- [WHAT TO DO] Whenever the string "usize" turns up in a line of the data below, copy that line.

━━━━━ DATA EXTRACTS ━━━━━

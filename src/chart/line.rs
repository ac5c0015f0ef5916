//! Line charts: the daily sales time series (insight 2) and the per-year
//! facet grid of monthly segment means (insight 9).

use std::path::Path;

use chrono::{Datelike, NaiveDate};
use plotters::prelude::*;

use super::pie::pick_color;
use super::{DrawResult, y_upper};
use crate::insights::{MonthlySegmentStats, years};

/// Facets per row in the monthly grid.
pub const FACET_COLUMNS: usize = 4;

/// Draw total sales per order date as a single line.
///
/// Dates are placed on a day-number axis so gaps between orders keep their
/// real width.
pub fn draw_daily_sales(path: &Path, daily: &[(NaiveDate, f64)]) -> DrawResult {
    let (Some(first), Some(last)) = (daily.first(), daily.last()) else {
        return Ok(());
    };
    let x0 = f64::from(first.0.num_days_from_ce());
    let x1 = f64::from(last.0.num_days_from_ce()).max(x0 + 1.0);
    let y_max = y_upper(daily.iter().map(|(_, v)| *v));

    let root = SVGBackend::new(path, (2000, 600)).into_drawing_area();
    root.fill(&WHITE)?;

    let mut chart = ChartBuilder::on(&root)
        .caption("Total Sales by Order Date", ("sans-serif", 26))
        .margin(20)
        .x_label_area_size(40)
        .y_label_area_size(90)
        .build_cartesian_2d(x0..x1, 0f64..y_max)?;

    chart
        .configure_mesh()
        .x_labels(12)
        .x_label_formatter(&|x| day_label(*x))
        .y_desc("Sales_Value")
        .y_label_formatter(&|v| format!("{v:.0}"))
        .draw()?;

    chart.draw_series(LineSeries::new(
        daily
            .iter()
            .map(|(d, v)| (f64::from(d.num_days_from_ce()), *v)),
        &BLUE,
    ))?;

    root.present()?;
    Ok(())
}

/// Draw one facet per year with a line per segment (x = month, y = mean).
pub fn draw_monthly_facets(path: &Path, stats: &[MonthlySegmentStats]) -> DrawResult {
    let years = years(stats);
    if years.is_empty() {
        return Ok(());
    }
    let (rows, cols) = facet_grid(years.len());

    let mut segments: Vec<&str> = stats.iter().map(|s| s.segment.as_str()).collect();
    segments.sort_unstable();
    segments.dedup();

    let y_max = y_upper(stats.iter().map(|s| s.mean));

    let root = SVGBackend::new(path, (420 * cols as u32, 360 * rows as u32 + 60)).into_drawing_area();
    root.fill(&WHITE)?;
    let root = root.titled("Average Sales per Segment, Year and Month", ("sans-serif", 26))?;
    let panels = root.split_evenly((rows, cols));

    for (year, panel) in years.iter().zip(panels.iter()) {
        let mut chart = ChartBuilder::on(panel)
            .caption(format!("Year = {year}"), ("sans-serif", 18))
            .margin(10)
            .x_label_area_size(30)
            .y_label_area_size(60)
            .build_cartesian_2d(1u32..12u32, 0f64..y_max)?;

        chart
            .configure_mesh()
            .x_labels(12)
            .x_desc("Month")
            .y_desc("mean")
            .y_label_formatter(&|v| format!("{v:.0}"))
            .draw()?;

        for (idx, segment) in segments.iter().enumerate() {
            let color = pick_color(idx);
            let points: Vec<(u32, f64)> = stats
                .iter()
                .filter(|s| s.year == *year && s.segment == *segment)
                .map(|s| (s.month, s.mean))
                .collect();
            if points.is_empty() {
                continue;
            }
            chart
                .draw_series(LineSeries::new(points, color.stroke_width(2)))?
                .label(*segment)
                .legend(move |(x, y)| PathElement::new(vec![(x, y), (x + 20, y)], color.stroke_width(2)));
        }

        chart
            .configure_series_labels()
            .border_style(&BLACK)
            .background_style(&WHITE.mix(0.8))
            .draw()?;
    }

    root.present()?;
    Ok(())
}

/// `(rows, columns)` for `facets` panels, wrapping after [`FACET_COLUMNS`].
pub fn facet_grid(facets: usize) -> (usize, usize) {
    let cols = facets.clamp(1, FACET_COLUMNS);
    (facets.div_ceil(cols).max(1), cols)
}

fn day_label(x: f64) -> String {
    NaiveDate::from_num_days_from_ce_opt(x.round() as i32)
        .map(|d| d.format("%Y-%m-%d").to_string())
        .unwrap_or_default()
}
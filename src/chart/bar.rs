//! Vertical bar charts over named totals (insights 3 and 4).

use std::path::Path;

use plotters::prelude::*;

use super::{DrawResult, y_upper};

/// Draw one bar per `(label, value)`, in the given order.
pub fn draw_bars(path: &Path, title: &str, bars: &[(String, f64)], color: RGBColor) -> DrawResult {
    if bars.is_empty() {
        return Ok(());
    }
    let n = bars.len() as u32;
    let y_max = y_upper(bars.iter().map(|(_, v)| *v));

    let root = SVGBackend::new(path, (1600, 700)).into_drawing_area();
    root.fill(&WHITE)?;

    let mut chart = ChartBuilder::on(&root)
        .caption(title, ("sans-serif", 26))
        .margin(20)
        .x_label_area_size(150)
        .y_label_area_size(90)
        .build_cartesian_2d((0u32..n).into_segmented(), 0f64..y_max)?;

    // Category names can be long (US states), so tick labels are rotated.
    chart
        .configure_mesh()
        .disable_x_mesh()
        .x_labels(bars.len())
        .x_label_formatter(&|v| match v {
            SegmentValue::CenterOf(i) => bars
                .get(*i as usize)
                .map(|(label, _)| label.clone())
                .unwrap_or_default(),
            _ => String::new(),
        })
        .x_label_style(("sans-serif", 13).into_font().transform(FontTransform::Rotate90))
        .y_desc("Sales_Value")
        .y_label_formatter(&|v| format!("{v:.0}"))
        .draw()?;

    chart.draw_series(bars.iter().enumerate().map(|(i, (_, v))| {
        let i = i as u32;
        let mut bar = Rectangle::new(
            [(SegmentValue::Exact(i), 0.0), (SegmentValue::Exact(i + 1), *v)],
            color.filled(),
        );
        bar.set_margin(0, 0, 4, 4);
        bar
    }))?;

    root.present()?;
    Ok(())
}

#[cfg(test)]
mod tests {
    use super::*;

    #[test]
    fn renders_labels_for_every_bar() {
        let dir = tempfile::tempdir().unwrap();
        let path = dir.path().join("bars.svg");
        let bars = vec![
            ("California".to_string(), 450.0),
            ("Texas".to_string(), 300.0),
            ("Washington".to_string(), 120.5),
        ];
        draw_bars(&path, "Sales by State", &bars, RGBColor(70, 130, 180)).unwrap();

        let svg = std::fs::read_to_string(&path).unwrap();
        assert!(svg.contains("Sales by State"));
        assert!(svg.contains("California"));
        assert!(svg.contains("Washington"));
    }
}
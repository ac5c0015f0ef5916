//! CSV ingest.
//!
//! This module is responsible for turning the sales CSV into a `SalesTable`:
//! the raw cells of every column (for profiling) plus a typed row view (for
//! the insights).
//!
//! Design goals:
//! - **Lenient schema** at load time: absent known columns are tolerated and
//!   reported later by the insight that needs them
//! - **Null markers**: empty cells and `NA`/`NaN`/`null`-style tokens are
//!   missing values
//! - **Strict values**: a malformed record or `Sales_Value` aborts the load
//!   (exit code 2) with the offending line
//! - **Separation of concerns**: no aggregation logic here

use std::fs::File;
use std::io::Read;
use std::path::Path;

use chrono::NaiveDate;
use csv::StringRecord;
use tracing::{debug, info};

use crate::domain::{Column, RawSalesRow, SalesRecord, SalesTable, is_null_token};
use crate::error::AppError;

/// Load the sales CSV at `path`.
pub fn load_sales_table(path: &Path) -> Result<SalesTable, AppError> {
    let file = File::open(path)
        .map_err(|e| AppError::new(2, format!("Failed to open CSV '{}': {e}", path.display())))?;
    let table = read_sales_table(file)?;

    info!(
        path = %path.display(),
        rows = table.row_count(),
        columns = table.column_count(),
        "loaded sales dataset"
    );
    Ok(table)
}

/// Parse a sales CSV from any reader (header row required).
pub fn read_sales_table<R: Read>(input: R) -> Result<SalesTable, AppError> {
    let mut reader = csv::ReaderBuilder::new()
        .trim(csv::Trim::All)
        .from_reader(input);

    let headers = reader
        .headers()
        .map_err(|e| AppError::new(2, format!("Failed to read CSV headers: {e}")))?;
    let headers = normalize_headers(headers);

    if headers.is_empty() {
        return Err(AppError::new(2, "CSV has no header row."));
    }

    let missing: Vec<&str> = Column::ALL
        .iter()
        .filter(|c| !headers.iter().any(|h| h == c.header()))
        .map(|c| c.header())
        .collect();
    if !missing.is_empty() {
        debug!(?missing, "known columns absent from header");
    }

    let mut cells = Vec::new();
    let mut records = Vec::new();

    for (idx, result) in reader.records().enumerate() {
        // +2 because:
        // - records() starts at line 1 after headers
        // - CSV is 1-based line numbers
        let line = idx + 2;

        let record = result.map_err(|e| AppError::new(2, format!("line {line}: CSV parse error: {e}")))?;
        // Null markers become empty cells, which deserialize to `None`.
        let typed: StringRecord = record
            .iter()
            .map(|cell| if is_null_token(cell) { "" } else { cell })
            .collect();
        let raw: RawSalesRow = typed.deserialize(Some(&headers)).map_err(|e| {
            AppError::new(2, format!("line {line}: invalid value: {e}"))
        })?;

        if let Some(v) = raw.sales_value {
            if !v.is_finite() {
                return Err(AppError::new(
                    2,
                    format!("line {line}: non-finite `Sales_Value` ({v})"),
                ));
            }
        }

        cells.push(record.iter().map(str::to_string).collect());
        records.push(SalesRecord::from_raw(line, raw));
    }

    Ok(SalesTable {
        columns: headers.iter().map(str::to_string).collect(),
        cells,
        records,
        derived: Default::default(),
    })
}

fn normalize_headers(headers: &StringRecord) -> StringRecord {
    // Excel and other tools sometimes emit UTF-8 CSVs with a BOM prefix on the
    // first header. If we don't strip it, `Category` would never match.
    headers
        .iter()
        .map(|name| name.trim().trim_start_matches('\u{feff}'))
        .collect()
}

/// Parse an order date, day-first.
///
/// `DD/MM/YYYY` is the dataset format; `DD-MM-YYYY` and ISO dates are also
/// accepted. Month-first input is never tried, so `03/04/2020` is 3 April.
pub fn parse_order_date(s: &str) -> Option<NaiveDate> {
    const FMTS: [&str; 3] = ["%d/%m/%Y", "%d-%m-%Y", "%Y-%m-%d"];
    FMTS.iter()
        .find_map(|fmt| NaiveDate::parse_from_str(s.trim(), fmt).ok())
}
//! Domain types used throughout the pipeline.
//!
//! This module defines:
//!
//! - the sales table and its rows (`SalesTable`, `SalesRecord`)
//! - known dataset columns (`Column`)
//! - the discount simulation rule (`DiscountTier`)
//! - run configuration (`InsightConfig`)

pub mod types;

pub use types::*;
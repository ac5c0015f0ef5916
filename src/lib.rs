//! `sales-insights` library crate.
//!
//! The binary (`sales`) is a thin wrapper around this library so that:
//!
//! - the profile and every insight are testable without spawning processes
//! - charts and reports stay separate from the aggregation code
//! - code stays easy to navigate as the project grows

pub mod app;
pub mod chart;
pub mod cli;
pub mod domain;
pub mod error;
pub mod insights;
pub mod io;
pub mod math;
pub mod profile;
pub mod report;

/// Dataset read when neither `--file` nor `SALES_DATASET` is given.
pub const DEFAULT_DATASET_PATH: &str = "dataset/dataset.csv";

━━━━━

- [EXPECTED ANSWER]
pub const FACET_COLUMNS: usize = 4;
pub fn facet_grid(facets: usize) -> (usize, usize) {
                .get(*i as usize)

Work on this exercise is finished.